EXERCISE DETAILS => An exact reprint of all the records is the expected answer.

BEGIN SOURCE DATA

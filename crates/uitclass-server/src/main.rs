//! uitclass server binary: the Todo HTTP API.
//!
//! Loads configuration, initializes structured logging, creates the database
//! pool and the `todo` table, then serves the axum router until SIGTERM or
//! SIGINT.

use std::net::SocketAddr;
use tokio::net::TcpListener;
use tracing_subscriber::EnvFilter;
use uitclass_server::{app, config, AppState};

fn resolve_config_path() -> (Option<String>, &'static str) {
    if let Some(path) = std::env::args()
        .nth(1)
        .filter(|value| !value.trim().is_empty())
    {
        return (Some(path), "cli-arg");
    }

    if let Ok(path) = std::env::var("UITCLASS_CONFIG_PATH") {
        if !path.trim().is_empty() {
            return (Some(path), "env-var");
        }
    }

    (None, "default")
}

#[tokio::main]
async fn main() {
    let (resolved_config_path, config_source) = resolve_config_path();
    let selected_config_path = resolved_config_path.as_deref().or(Some("config.toml"));

    let config = config::load_config(selected_config_path)
        .expect("failed to load configuration — the server cannot start without valid config");

    let filter =
        EnvFilter::try_new(&config.logging.level).unwrap_or_else(|_| EnvFilter::new("info"));

    if config.logging.json {
        tracing_subscriber::fmt()
            .with_env_filter(filter)
            .json()
            .init();
    } else {
        tracing_subscriber::fmt().with_env_filter(filter).init();
    }

    tracing::info!(
        source = config_source,
        path = selected_config_path.unwrap_or("<none>"),
        "resolved startup configuration path"
    );

    let pool = uitclass_db::create_pool(&config.database.url, config.database.runtime_settings())
        .expect("failed to create database pool — check database.url in config");

    {
        tracing::info!("creating tables");
        let conn = pool
            .get()
            .expect("failed to get database connection for migrations");
        let applied =
            uitclass_db::run_migrations(&conn).expect("failed to run database migrations");
        tracing::info!(count = applied, "database schema ready");
    }

    let state = AppState {
        pool,
        public_url: config.server.public_url.clone(),
        cors_origins: config.server.cors_origins.clone(),
    };

    let app = app(state);
    let addr = SocketAddr::new(config.server.host, config.server.port);

    tracing::info!(%addr, "starting uitclass server");

    let listener = TcpListener::bind(addr)
        .await
        .expect("failed to bind to address — is another process using this port?");

    axum::serve(listener, app)
        .with_graceful_shutdown(shutdown_signal())
        .await
        .expect("server error");

    tracing::info!("uitclass server shut down");
}

/// Waits for a SIGINT (Ctrl+C) or SIGTERM signal for graceful shutdown.
async fn shutdown_signal() {
    let ctrl_c = async {
        tokio::signal::ctrl_c()
            .await
            .expect("failed to install Ctrl+C handler");
    };

    #[cfg(unix)]
    let terminate = async {
        tokio::signal::unix::signal(tokio::signal::unix::SignalKind::terminate())
            .expect("failed to install SIGTERM handler")
            .recv()
            .await;
    };

    #[cfg(not(unix))]
    let terminate = std::future::pending::<()>();

    tokio::select! {
        () = ctrl_c => { tracing::info!("received SIGINT, initiating graceful shutdown"); }
        () = terminate => { tracing::info!("received SIGTERM, initiating graceful shutdown"); }
    }
}
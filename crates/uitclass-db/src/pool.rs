//! Connection pool creation and configuration.

use std::time::Duration;

use r2d2::Pool;
use r2d2_sqlite::SqliteConnectionManager;
use rusqlite::OpenFlags;
use thiserror::Error;

/// Runtime tunables for SQLite connection behavior.
#[derive(Debug, Clone, Copy, PartialEq, Eq)]
pub struct DbRuntimeSettings {
    /// Busy timeout for SQLite connections, in milliseconds.
    pub busy_timeout_ms: u64,

    /// Maximum number of pooled SQLite connections.
    pub pool_max_size: u32,

    /// Age after which a pooled connection is closed and replaced, in seconds.
    /// Idle connections are reaped after the same period. Zero disables both.
    pub max_lifetime_secs: u64,
}

impl Default for DbRuntimeSettings {
    fn default() -> Self {
        Self {
            busy_timeout_ms: 5_000,
            pool_max_size: 8,
            max_lifetime_secs: 300,
        }
    }
}

/// A type alias for the SQLite connection pool.
pub type DbPool = Pool<SqliteConnectionManager>;

/// Errors that can occur when creating the database pool.
#[derive(Debug, Error)]
pub enum PoolError {
    /// Failed to build the connection pool.
    #[error("failed to create database connection pool: {0}")]
    PoolInit(#[from] r2d2::Error),
}

/// Resolves a database URL to the SQLite file path it names.
///
/// Accepts either a bare path (`todos.db`, `:memory:`) or a `sqlite://`
/// prefixed URL (`sqlite://data/todos.db`).
pub fn database_path(url: &str) -> &str {
    url.strip_prefix("sqlite://").unwrap_or(url)
}

/// Creates a new SQLite connection pool with WAL mode and bounded lifetimes.
///
/// # Arguments
///
/// * `database_url` - Path or `sqlite://` URL of the database file. Use
///   `:memory:` for an in-memory database; note that every pooled connection
///   then sees its own private database.
///
/// # Errors
///
/// Returns `PoolError::PoolInit` if the connection pool cannot be created.
pub fn create_pool(database_url: &str, settings: DbRuntimeSettings) -> Result<DbPool, PoolError> {
    let flags = OpenFlags::SQLITE_OPEN_READ_WRITE
        | OpenFlags::SQLITE_OPEN_CREATE
        | OpenFlags::SQLITE_OPEN_FULL_MUTEX
        | OpenFlags::SQLITE_OPEN_URI;

    let manager = SqliteConnectionManager::file(database_path(database_url))
        .with_flags(flags)
        .with_init(move |conn| {
            // In-memory databases report "memory" which is expected.
            let journal_mode: String =
                conn.query_row("PRAGMA journal_mode = WAL;", [], |row| row.get(0))?;
            if journal_mode != "wal" && journal_mode != "memory" {
                return Err(rusqlite::Error::SqliteFailure(
                    rusqlite::ffi::Error::new(rusqlite::ffi::SQLITE_ERROR),
                    Some(format!(
                        "failed to set WAL journal mode, got: {}",
                        journal_mode
                    )),
                ));
            }
            conn.execute_batch(&format!(
                "PRAGMA busy_timeout = {};",
                settings.busy_timeout_ms
            ))
        });

    let lifetime =
        (settings.max_lifetime_secs > 0).then(|| Duration::from_secs(settings.max_lifetime_secs));
    let pool = Pool::builder()
        .max_size(settings.pool_max_size)
        .max_lifetime(lifetime)
        .idle_timeout(lifetime)
        .build(manager)?;

    tracing::debug!(
        max_size = settings.pool_max_size,
        max_lifetime_secs = settings.max_lifetime_secs,
        "database pool ready"
    );

    Ok(pool)
}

END SOURCE DATA

RESULT FOR THIS TASK =>
filename crates/uitclass-server/src/main.rs
//! uitclass server binary: the Todo HTTP API.
//!
//! Loads configuration, initializes structured logging, creates the database
//! pool and the `todo` table, then serves the axum router until SIGTERM or
//! SIGINT.

use std::net::SocketAddr;
use tokio::net::TcpListener;
use tracing_subscriber::EnvFilter;
use uitclass_server::{app, config, AppState};

fn resolve_config_path() -> (Option<String>, &'static str) {
    if let Some(path) = std::env::args()
        .nth(1)
        .filter(|value| !value.trim().is_empty())
    {
        return (Some(path), "cli-arg");
    }

    if let Ok(path) = std::env::var("UITCLASS_CONFIG_PATH") {
        if !path.trim().is_empty() {
            return (Some(path), "env-var");
        }
    }

    (None, "default")
}

#[tokio::main]
async fn main() {
    let (resolved_config_path, config_source) = resolve_config_path();
    let selected_config_path = resolved_config_path.as_deref().or(Some("config.toml"));

    let config = config::load_config(selected_config_path)
        .expect("failed to load configuration — the server cannot start without valid config");

    let filter =
        EnvFilter::try_new(&config.logging.level).unwrap_or_else(|_| EnvFilter::new("info"));

    if config.logging.json {
        tracing_subscriber::fmt()
            .with_env_filter(filter)
            .json()
            .init();
    } else {
        tracing_subscriber::fmt().with_env_filter(filter).init();
    }

    tracing::info!(
        source = config_source,
        path = selected_config_path.unwrap_or("<none>"),
        "resolved startup configuration path"
    );

    let pool = uitclass_db::create_pool(&config.database.url, config.database.runtime_settings())
        .expect("failed to create database pool — check database.url in config");

    {
        tracing::info!("creating tables");
        let conn = pool
            .get()
            .expect("failed to get database connection for migrations");
        let applied =
            uitclass_db::run_migrations(&conn).expect("failed to run database migrations");
        tracing::info!(count = applied, "database schema ready");
    }

    let state = AppState {
        pool,
        public_url: config.server.public_url.clone(),
        cors_origins: config.server.cors_origins.clone(),
    };

    let app = app(state);
    let addr = SocketAddr::new(config.server.host, config.server.port);

    tracing::info!(%addr, "starting uitclass server");

    let listener = TcpListener::bind(addr)
        .await
        .expect("failed to bind to address — is another process using this port?");

    axum::serve(listener, app)
        .with_graceful_shutdown(shutdown_signal())
        .await
        .expect("server error");

    tracing::info!("uitclass server shut down");
}

/// Waits for a SIGINT (Ctrl+C) or SIGTERM signal for graceful shutdown.
async fn shutdown_signal() {
    let ctrl_c = async {
        tokio::signal::ctrl_c()
            .await
            .expect("failed to install Ctrl+C handler");
    };

    #[cfg(unix)]
    let terminate = async {
        tokio::signal::unix::signal(tokio::signal::unix::SignalKind::terminate())
            .expect("failed to install SIGTERM handler")
            .recv()
            .await;
    };

    #[cfg(not(unix))]
    let terminate = std::future::pending::<()>();

    tokio::select! {
        () = ctrl_c => { tracing::info!("received SIGINT, initiating graceful shutdown"); }
        () = terminate => { tracing::info!("received SIGTERM, initiating graceful shutdown"); }
    }
}
filename crates/uitclass-db/src/pool.rs
//! Connection pool creation and configuration.

use std::time::Duration;

use r2d2::Pool;
use r2d2_sqlite::SqliteConnectionManager;
use rusqlite::OpenFlags;
use thiserror::Error;

/// Runtime tunables for SQLite connection behavior.
#[derive(Debug, Clone, Copy, PartialEq, Eq)]
pub struct DbRuntimeSettings {
    /// Busy timeout for SQLite connections, in milliseconds.
    pub busy_timeout_ms: u64,

    /// Maximum number of pooled SQLite connections.
    pub pool_max_size: u32,

    /// Age after which a pooled connection is closed and replaced, in seconds.
    /// Idle connections are reaped after the same period. Zero disables both.
    pub max_lifetime_secs: u64,
}

impl Default for DbRuntimeSettings {
    fn default() -> Self {
        Self {
            busy_timeout_ms: 5_000,
            pool_max_size: 8,
            max_lifetime_secs: 300,
        }
    }
}

/// A type alias for the SQLite connection pool.
pub type DbPool = Pool<SqliteConnectionManager>;

/// Errors that can occur when creating the database pool.
#[derive(Debug, Error)]
pub enum PoolError {
    /// Failed to build the connection pool.
    #[error("failed to create database connection pool: {0}")]
    PoolInit(#[from] r2d2::Error),
}

/// Resolves a database URL to the SQLite file path it names.
///
/// Accepts either a bare path (`todos.db`, `:memory:`) or a `sqlite://`
/// prefixed URL (`sqlite://data/todos.db`).
pub fn database_path(url: &str) -> &str {
    url.strip_prefix("sqlite://").unwrap_or(url)
}

/// Creates a new SQLite connection pool with WAL mode and bounded lifetimes.
///
/// # Arguments
///
/// * `database_url` - Path or `sqlite://` URL of the database file. Use
///   `:memory:` for an in-memory database; note that every pooled connection
///   then sees its own private database.
///
/// # Errors
///
/// Returns `PoolError::PoolInit` if the connection pool cannot be created.
pub fn create_pool(database_url: &str, settings: DbRuntimeSettings) -> Result<DbPool, PoolError> {
    let flags = OpenFlags::SQLITE_OPEN_READ_WRITE
        | OpenFlags::SQLITE_OPEN_CREATE
        | OpenFlags::SQLITE_OPEN_FULL_MUTEX
        | OpenFlags::SQLITE_OPEN_URI;

    let manager = SqliteConnectionManager::file(database_path(database_url))
        .with_flags(flags)
        .with_init(move |conn| {
            // In-memory databases report "memory" which is expected.
            let journal_mode: String =
                conn.query_row("PRAGMA journal_mode = WAL;", [], |row| row.get(0))?;
            if journal_mode != "wal" && journal_mode != "memory" {
                return Err(rusqlite::Error::SqliteFailure(
                    rusqlite::ffi::Error::new(rusqlite::ffi::SQLITE_ERROR),
                    Some(format!(
                        "failed to set WAL journal mode, got: {}",
                        journal_mode
                    )),
                ));
            }
            conn.execute_batch(&format!(
                "PRAGMA busy_timeout = {};",
                settings.busy_timeout_ms
            ))
        });

    let lifetime =
        (settings.max_lifetime_secs > 0).then(|| Duration::from_secs(settings.max_lifetime_secs));
    let pool = Pool::builder()
        .max_size(settings.pool_max_size)
        .max_lifetime(lifetime)
        .idle_timeout(lifetime)
        .build(manager)?;

    tracing::debug!(
        max_size = settings.pool_max_size,
        max_lifetime_secs = settings.max_lifetime_secs,
        "database pool ready"
    );

    Ok(pool)
}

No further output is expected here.